Start of Block

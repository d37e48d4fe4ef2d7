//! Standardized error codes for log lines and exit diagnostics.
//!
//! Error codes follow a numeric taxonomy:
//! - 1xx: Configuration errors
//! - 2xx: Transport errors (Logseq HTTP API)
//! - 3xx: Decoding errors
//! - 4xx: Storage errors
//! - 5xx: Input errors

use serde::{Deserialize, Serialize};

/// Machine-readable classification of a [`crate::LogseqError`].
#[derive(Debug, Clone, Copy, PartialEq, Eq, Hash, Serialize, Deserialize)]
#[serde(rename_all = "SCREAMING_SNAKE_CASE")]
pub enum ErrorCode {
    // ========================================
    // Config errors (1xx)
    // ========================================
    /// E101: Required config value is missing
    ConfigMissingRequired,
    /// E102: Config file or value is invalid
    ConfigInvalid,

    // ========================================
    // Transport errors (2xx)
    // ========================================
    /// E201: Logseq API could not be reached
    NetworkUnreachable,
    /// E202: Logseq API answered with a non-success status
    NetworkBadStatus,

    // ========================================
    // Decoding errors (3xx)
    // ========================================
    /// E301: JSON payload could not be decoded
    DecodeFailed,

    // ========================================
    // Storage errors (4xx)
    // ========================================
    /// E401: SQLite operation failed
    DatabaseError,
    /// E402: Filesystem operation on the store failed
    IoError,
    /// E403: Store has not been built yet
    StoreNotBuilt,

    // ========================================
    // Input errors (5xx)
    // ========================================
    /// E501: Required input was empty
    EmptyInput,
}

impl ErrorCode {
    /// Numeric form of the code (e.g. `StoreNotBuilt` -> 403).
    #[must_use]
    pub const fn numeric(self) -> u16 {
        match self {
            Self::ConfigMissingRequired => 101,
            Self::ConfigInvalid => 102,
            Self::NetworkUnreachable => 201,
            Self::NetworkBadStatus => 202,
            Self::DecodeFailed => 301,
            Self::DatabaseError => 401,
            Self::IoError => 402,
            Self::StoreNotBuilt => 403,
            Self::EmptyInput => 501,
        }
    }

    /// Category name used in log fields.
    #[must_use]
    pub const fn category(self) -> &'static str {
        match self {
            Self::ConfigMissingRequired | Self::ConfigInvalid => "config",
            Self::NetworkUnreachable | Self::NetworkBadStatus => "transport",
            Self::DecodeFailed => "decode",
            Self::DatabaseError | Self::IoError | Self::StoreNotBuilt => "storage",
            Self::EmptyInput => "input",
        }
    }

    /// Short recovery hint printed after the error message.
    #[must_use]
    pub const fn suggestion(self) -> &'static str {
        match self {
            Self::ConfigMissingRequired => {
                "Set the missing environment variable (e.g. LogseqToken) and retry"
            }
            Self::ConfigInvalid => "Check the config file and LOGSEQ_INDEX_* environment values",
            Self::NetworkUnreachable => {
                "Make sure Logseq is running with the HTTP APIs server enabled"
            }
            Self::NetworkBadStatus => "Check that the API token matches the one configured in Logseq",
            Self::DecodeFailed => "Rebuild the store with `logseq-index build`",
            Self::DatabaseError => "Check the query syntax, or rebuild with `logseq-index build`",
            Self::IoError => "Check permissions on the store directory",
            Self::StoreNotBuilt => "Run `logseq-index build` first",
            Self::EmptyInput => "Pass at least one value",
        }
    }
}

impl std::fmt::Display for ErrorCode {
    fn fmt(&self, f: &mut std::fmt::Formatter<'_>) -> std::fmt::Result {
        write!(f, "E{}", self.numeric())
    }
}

End of Block
Start of Block

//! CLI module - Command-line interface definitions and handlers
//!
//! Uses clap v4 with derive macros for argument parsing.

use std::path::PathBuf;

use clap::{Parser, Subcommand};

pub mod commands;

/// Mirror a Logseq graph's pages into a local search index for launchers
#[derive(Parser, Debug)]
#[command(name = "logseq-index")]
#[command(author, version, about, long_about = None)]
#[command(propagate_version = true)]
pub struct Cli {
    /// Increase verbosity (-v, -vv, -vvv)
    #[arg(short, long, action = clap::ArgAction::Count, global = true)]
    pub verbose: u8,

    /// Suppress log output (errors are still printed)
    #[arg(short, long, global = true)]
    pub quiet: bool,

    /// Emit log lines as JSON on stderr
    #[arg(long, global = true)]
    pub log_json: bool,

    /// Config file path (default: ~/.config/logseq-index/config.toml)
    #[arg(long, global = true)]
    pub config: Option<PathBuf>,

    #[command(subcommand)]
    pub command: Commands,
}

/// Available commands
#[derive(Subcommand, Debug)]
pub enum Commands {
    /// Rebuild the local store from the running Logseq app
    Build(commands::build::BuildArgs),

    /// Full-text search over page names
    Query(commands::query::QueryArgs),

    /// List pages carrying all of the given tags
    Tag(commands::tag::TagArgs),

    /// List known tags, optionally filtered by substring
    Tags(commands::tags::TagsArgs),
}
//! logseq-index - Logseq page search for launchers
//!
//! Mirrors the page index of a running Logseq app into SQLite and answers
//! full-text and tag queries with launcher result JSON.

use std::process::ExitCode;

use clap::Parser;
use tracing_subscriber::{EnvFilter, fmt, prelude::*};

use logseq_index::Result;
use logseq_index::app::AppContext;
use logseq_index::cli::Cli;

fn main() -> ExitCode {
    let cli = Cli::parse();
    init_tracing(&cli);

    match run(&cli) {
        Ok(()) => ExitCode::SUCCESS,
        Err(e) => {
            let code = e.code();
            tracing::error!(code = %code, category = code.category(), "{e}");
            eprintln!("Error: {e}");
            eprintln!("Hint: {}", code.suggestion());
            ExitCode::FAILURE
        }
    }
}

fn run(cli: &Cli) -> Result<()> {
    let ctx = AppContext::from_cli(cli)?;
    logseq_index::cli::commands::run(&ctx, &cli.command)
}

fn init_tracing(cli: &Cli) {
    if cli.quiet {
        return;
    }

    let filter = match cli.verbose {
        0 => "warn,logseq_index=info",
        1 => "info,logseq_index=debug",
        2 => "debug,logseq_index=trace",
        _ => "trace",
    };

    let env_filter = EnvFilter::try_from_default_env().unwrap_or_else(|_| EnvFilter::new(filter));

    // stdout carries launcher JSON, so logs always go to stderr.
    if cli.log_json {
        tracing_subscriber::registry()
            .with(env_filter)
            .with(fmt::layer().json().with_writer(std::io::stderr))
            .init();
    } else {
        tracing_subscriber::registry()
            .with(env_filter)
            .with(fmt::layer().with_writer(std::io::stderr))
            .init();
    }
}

End of Block

● Task statement: Wherever the string "layer" is found in the entries, copy the line it sits in.

● Answer to this task:
            .with(fmt::layer().json().with_writer(std::io::stderr))
            .with(fmt::layer().with_writer(std::io::stderr))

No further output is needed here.